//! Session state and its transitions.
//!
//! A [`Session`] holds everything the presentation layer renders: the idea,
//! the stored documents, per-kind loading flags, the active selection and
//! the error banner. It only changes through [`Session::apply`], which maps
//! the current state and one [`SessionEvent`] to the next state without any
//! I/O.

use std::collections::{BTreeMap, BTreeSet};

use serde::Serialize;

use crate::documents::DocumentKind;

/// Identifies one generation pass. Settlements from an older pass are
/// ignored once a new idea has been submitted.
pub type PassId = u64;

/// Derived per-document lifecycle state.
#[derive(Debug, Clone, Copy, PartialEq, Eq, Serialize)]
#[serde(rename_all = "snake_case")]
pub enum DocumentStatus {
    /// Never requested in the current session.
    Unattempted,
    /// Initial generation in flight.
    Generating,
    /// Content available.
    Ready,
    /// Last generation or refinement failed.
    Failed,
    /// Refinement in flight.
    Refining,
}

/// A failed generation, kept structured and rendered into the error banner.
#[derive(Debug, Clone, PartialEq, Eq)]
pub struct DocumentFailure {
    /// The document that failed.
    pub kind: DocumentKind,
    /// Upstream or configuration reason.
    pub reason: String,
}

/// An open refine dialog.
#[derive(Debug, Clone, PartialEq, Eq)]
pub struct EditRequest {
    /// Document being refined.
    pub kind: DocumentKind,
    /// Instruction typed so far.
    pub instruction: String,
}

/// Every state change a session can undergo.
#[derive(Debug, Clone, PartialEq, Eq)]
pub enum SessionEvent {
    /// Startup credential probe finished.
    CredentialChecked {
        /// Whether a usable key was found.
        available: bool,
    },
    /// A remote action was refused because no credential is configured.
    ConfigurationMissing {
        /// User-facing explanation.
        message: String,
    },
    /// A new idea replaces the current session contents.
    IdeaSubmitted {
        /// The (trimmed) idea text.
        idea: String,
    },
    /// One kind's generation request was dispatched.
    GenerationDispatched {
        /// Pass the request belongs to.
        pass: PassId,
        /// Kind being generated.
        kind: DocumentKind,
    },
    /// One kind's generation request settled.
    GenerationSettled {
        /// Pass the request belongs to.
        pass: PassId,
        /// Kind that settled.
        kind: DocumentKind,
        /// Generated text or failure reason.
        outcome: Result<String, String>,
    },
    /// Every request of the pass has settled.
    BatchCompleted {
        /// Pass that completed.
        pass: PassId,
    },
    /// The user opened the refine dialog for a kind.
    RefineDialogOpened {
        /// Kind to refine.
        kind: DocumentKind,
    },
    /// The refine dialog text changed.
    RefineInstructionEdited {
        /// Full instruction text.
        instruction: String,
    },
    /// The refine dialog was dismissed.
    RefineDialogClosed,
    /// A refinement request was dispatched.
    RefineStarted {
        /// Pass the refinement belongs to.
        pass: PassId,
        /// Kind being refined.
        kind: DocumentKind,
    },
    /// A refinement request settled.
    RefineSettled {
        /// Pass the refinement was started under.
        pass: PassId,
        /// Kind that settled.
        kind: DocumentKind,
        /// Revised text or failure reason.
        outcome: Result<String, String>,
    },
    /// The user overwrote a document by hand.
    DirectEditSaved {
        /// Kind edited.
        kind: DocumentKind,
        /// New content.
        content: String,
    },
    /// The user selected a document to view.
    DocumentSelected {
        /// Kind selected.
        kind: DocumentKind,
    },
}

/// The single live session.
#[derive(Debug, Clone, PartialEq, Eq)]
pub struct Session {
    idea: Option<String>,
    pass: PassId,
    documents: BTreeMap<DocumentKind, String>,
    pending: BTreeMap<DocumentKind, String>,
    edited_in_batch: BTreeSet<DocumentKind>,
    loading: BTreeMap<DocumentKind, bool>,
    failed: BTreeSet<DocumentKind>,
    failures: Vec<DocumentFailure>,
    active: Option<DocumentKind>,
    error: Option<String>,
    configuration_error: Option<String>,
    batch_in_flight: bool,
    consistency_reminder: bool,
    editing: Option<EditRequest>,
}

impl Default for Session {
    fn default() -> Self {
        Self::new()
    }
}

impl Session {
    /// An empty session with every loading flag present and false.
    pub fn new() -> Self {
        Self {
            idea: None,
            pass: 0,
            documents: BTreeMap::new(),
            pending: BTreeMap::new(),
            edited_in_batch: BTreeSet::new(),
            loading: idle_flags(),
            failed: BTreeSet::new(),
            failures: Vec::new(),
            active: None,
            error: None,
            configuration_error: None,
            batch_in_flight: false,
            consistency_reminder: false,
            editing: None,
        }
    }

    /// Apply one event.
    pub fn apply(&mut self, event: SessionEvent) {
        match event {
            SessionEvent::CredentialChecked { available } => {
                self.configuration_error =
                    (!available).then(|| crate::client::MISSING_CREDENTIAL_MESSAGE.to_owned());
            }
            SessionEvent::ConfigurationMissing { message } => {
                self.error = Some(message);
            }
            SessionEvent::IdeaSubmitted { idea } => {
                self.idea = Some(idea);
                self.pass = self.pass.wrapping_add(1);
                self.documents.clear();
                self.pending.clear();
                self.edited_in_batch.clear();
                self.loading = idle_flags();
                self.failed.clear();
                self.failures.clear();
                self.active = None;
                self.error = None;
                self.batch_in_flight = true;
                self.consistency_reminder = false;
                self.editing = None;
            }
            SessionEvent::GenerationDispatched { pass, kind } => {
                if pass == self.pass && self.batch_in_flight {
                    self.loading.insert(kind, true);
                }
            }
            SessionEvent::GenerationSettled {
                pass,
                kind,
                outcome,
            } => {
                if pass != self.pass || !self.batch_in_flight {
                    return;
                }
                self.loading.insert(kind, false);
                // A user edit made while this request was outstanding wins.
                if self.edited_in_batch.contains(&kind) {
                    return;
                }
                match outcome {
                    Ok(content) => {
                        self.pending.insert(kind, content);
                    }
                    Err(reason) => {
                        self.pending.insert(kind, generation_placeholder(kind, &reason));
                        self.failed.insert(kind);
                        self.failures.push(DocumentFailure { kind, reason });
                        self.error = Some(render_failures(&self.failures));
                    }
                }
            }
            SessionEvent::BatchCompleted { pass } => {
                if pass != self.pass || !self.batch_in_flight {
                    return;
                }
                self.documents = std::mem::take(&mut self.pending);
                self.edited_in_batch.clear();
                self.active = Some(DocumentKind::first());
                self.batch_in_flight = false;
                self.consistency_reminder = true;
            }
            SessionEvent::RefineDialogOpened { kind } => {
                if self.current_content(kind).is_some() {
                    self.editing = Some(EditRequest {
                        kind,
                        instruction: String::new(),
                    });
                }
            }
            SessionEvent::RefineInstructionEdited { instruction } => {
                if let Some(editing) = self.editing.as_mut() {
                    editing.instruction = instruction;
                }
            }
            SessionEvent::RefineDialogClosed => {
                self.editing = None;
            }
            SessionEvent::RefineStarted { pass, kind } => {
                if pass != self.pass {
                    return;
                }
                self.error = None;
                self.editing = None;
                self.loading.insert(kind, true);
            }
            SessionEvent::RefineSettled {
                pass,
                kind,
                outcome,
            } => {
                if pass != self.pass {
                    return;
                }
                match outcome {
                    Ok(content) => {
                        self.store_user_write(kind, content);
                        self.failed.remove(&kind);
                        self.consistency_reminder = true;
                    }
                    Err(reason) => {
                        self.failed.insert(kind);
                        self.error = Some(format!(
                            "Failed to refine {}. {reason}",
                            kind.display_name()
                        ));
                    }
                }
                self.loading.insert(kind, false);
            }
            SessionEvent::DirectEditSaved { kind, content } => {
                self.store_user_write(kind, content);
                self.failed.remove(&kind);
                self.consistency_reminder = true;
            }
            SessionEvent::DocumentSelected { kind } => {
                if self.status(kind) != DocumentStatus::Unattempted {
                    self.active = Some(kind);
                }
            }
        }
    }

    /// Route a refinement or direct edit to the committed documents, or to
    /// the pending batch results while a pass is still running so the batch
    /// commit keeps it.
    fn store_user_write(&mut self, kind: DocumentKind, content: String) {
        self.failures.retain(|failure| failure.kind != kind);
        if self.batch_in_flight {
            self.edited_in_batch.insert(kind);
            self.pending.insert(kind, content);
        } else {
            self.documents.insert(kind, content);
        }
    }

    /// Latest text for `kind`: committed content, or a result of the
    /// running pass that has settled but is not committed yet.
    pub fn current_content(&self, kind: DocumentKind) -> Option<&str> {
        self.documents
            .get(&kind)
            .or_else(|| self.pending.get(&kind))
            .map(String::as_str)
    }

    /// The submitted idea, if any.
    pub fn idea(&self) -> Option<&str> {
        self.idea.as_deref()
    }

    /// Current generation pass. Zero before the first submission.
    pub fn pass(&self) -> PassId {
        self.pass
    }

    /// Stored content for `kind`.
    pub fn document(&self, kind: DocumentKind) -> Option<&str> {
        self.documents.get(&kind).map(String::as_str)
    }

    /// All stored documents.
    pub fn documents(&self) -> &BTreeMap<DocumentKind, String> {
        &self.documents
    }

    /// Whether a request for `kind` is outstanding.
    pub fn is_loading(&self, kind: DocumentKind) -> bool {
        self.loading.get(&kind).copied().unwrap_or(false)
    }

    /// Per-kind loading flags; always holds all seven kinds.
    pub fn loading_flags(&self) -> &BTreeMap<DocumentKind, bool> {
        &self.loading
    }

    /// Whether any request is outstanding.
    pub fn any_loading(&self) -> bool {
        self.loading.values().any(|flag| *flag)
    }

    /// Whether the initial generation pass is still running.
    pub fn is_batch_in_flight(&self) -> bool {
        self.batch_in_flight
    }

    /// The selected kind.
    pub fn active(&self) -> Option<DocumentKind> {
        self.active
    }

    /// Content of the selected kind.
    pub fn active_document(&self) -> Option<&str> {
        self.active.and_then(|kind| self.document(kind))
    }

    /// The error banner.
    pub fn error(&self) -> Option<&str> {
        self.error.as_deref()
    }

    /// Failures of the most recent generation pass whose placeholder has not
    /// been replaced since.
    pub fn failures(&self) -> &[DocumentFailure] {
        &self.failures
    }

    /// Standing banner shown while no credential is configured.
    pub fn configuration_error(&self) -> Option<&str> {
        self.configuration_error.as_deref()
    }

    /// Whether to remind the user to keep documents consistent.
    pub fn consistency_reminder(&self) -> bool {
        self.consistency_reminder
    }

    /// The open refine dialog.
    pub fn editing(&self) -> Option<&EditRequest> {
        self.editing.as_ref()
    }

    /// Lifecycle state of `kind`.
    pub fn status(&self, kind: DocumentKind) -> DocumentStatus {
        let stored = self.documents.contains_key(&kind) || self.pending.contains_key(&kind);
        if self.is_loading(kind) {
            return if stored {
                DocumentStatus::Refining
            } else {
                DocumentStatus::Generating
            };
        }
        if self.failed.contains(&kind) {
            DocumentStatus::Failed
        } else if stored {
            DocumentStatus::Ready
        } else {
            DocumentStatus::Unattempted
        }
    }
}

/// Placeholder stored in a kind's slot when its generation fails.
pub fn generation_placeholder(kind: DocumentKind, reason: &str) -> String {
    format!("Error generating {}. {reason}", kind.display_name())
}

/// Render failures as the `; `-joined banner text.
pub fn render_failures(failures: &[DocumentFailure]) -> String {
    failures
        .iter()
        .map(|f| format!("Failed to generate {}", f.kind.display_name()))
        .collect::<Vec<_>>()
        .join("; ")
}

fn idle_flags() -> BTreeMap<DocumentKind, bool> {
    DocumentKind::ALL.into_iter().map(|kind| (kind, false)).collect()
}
**********
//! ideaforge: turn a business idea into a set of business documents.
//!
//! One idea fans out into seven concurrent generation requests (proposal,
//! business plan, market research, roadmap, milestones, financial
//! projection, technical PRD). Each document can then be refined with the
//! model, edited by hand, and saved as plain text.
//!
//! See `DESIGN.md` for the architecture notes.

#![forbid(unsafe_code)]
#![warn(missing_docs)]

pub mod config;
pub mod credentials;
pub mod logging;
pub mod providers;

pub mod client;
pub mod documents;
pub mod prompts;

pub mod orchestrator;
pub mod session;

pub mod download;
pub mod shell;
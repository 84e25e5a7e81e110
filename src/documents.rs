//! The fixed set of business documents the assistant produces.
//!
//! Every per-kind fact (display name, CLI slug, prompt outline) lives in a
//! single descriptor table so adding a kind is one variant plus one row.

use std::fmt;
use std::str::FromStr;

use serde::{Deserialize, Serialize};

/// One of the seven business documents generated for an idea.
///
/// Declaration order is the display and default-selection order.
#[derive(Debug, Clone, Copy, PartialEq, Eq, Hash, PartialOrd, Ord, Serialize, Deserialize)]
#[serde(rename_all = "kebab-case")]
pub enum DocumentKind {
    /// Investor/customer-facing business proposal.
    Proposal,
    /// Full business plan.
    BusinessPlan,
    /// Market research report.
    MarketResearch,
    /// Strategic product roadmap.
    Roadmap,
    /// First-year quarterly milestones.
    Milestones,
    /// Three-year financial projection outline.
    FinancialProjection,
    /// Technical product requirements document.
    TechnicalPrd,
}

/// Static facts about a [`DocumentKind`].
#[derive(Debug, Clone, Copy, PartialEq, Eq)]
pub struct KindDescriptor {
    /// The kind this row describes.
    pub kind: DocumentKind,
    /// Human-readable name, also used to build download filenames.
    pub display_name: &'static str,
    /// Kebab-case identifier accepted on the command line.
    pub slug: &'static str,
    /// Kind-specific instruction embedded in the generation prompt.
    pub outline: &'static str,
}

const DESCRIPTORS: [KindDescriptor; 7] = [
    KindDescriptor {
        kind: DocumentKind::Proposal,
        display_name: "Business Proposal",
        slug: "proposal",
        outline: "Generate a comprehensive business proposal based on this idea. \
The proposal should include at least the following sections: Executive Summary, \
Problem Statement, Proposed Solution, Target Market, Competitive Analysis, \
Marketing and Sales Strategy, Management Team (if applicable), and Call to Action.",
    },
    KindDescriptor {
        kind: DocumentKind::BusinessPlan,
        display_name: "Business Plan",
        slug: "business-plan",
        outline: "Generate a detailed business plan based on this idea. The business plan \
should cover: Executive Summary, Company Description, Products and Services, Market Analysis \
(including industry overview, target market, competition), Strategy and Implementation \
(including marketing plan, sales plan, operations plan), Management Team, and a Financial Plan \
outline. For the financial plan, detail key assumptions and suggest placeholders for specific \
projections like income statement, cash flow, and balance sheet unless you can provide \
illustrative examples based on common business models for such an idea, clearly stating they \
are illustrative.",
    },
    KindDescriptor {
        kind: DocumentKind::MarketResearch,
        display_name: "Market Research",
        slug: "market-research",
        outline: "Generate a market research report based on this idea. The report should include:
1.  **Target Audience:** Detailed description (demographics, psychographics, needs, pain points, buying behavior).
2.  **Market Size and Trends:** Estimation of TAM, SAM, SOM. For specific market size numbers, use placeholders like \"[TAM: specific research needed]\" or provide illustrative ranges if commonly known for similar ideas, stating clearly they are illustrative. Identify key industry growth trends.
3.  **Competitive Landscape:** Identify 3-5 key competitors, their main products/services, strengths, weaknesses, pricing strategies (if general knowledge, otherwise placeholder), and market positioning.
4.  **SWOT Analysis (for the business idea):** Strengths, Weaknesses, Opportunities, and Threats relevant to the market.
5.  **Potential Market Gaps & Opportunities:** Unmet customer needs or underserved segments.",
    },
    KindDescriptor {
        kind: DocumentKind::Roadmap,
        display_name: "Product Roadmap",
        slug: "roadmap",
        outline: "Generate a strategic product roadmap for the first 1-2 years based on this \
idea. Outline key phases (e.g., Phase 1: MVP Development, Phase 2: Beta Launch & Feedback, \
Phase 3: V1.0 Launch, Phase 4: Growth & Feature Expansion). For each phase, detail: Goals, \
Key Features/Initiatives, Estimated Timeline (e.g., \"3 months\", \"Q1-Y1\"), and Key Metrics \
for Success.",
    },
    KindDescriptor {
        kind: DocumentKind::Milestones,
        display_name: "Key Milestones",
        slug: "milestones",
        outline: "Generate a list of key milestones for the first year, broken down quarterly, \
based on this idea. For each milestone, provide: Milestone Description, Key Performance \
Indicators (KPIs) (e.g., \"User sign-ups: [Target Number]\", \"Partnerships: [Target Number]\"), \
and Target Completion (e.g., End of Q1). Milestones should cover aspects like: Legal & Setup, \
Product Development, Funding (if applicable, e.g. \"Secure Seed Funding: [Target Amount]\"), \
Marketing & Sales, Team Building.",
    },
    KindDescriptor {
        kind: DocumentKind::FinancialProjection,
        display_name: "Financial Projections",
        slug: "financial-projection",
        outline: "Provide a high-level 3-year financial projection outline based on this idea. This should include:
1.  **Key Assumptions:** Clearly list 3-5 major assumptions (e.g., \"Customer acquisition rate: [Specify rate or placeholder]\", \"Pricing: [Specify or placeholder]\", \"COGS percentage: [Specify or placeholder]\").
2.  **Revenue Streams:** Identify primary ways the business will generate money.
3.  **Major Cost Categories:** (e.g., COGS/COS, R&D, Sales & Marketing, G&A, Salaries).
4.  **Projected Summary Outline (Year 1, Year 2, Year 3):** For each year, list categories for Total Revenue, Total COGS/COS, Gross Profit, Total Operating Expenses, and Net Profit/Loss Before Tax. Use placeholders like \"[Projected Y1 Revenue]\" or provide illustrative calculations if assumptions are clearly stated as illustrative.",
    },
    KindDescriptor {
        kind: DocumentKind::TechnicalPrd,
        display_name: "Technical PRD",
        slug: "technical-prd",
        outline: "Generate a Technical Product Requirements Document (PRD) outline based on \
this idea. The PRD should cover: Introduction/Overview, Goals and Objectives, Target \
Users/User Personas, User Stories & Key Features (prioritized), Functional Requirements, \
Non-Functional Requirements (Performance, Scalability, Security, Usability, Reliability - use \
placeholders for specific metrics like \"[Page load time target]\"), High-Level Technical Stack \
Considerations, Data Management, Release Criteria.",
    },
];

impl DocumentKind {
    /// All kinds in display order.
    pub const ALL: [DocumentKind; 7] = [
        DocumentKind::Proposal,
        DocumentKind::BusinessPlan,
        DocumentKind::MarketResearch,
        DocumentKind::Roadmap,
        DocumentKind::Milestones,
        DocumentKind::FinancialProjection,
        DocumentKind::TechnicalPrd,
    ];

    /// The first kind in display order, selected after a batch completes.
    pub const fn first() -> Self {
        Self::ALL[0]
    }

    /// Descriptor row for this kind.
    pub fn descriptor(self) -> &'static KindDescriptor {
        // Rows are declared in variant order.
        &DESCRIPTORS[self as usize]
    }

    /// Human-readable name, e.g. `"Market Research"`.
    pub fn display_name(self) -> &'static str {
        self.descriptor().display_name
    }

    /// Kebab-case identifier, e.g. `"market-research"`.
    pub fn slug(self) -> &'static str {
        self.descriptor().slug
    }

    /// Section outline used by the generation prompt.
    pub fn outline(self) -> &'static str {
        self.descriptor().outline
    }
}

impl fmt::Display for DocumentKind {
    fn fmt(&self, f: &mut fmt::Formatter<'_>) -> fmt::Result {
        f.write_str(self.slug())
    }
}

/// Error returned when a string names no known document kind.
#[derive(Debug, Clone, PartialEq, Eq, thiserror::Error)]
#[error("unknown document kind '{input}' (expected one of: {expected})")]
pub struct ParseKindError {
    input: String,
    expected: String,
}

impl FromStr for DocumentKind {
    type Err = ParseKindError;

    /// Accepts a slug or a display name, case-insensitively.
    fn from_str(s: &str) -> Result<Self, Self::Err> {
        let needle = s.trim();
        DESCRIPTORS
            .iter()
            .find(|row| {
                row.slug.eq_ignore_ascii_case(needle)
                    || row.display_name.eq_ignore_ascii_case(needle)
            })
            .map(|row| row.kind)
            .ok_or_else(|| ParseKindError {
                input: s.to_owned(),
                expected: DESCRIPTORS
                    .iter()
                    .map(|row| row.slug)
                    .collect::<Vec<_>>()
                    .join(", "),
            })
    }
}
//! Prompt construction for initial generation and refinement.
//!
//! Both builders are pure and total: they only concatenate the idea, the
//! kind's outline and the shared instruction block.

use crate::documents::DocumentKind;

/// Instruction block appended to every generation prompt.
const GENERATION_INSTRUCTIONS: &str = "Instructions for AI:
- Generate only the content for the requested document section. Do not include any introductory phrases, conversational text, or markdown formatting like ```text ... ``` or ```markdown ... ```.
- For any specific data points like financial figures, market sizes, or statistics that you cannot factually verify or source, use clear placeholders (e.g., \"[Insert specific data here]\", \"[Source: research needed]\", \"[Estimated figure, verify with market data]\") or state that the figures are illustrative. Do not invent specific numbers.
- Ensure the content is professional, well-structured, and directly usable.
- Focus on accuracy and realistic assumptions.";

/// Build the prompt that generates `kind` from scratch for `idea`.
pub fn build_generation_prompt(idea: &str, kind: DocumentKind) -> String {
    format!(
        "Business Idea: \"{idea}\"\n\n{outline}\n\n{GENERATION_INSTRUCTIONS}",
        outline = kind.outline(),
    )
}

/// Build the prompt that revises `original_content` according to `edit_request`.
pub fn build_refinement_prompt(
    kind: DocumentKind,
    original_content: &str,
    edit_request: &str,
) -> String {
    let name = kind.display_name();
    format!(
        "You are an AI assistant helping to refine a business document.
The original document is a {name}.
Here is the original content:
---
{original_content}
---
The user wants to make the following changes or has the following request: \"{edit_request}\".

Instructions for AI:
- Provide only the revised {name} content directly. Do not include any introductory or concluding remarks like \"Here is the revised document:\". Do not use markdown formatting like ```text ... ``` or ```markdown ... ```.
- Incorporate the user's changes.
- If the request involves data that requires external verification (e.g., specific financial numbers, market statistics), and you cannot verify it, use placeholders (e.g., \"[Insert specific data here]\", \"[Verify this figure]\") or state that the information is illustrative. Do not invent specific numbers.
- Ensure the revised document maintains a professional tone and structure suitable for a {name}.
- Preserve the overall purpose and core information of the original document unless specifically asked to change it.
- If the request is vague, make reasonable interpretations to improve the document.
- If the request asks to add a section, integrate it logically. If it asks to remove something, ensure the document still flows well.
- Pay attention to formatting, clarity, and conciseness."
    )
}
**********
Among the lines above, find those carrying the word "Development" and copy them out.

idea. Outline key phases (e.g., Phase 1: MVP Development, Phase 2: Beta Launch & Feedback, \
Product Development, Funding (if applicable, e.g. \"Secure Seed Funding: [Target Amount]\"), \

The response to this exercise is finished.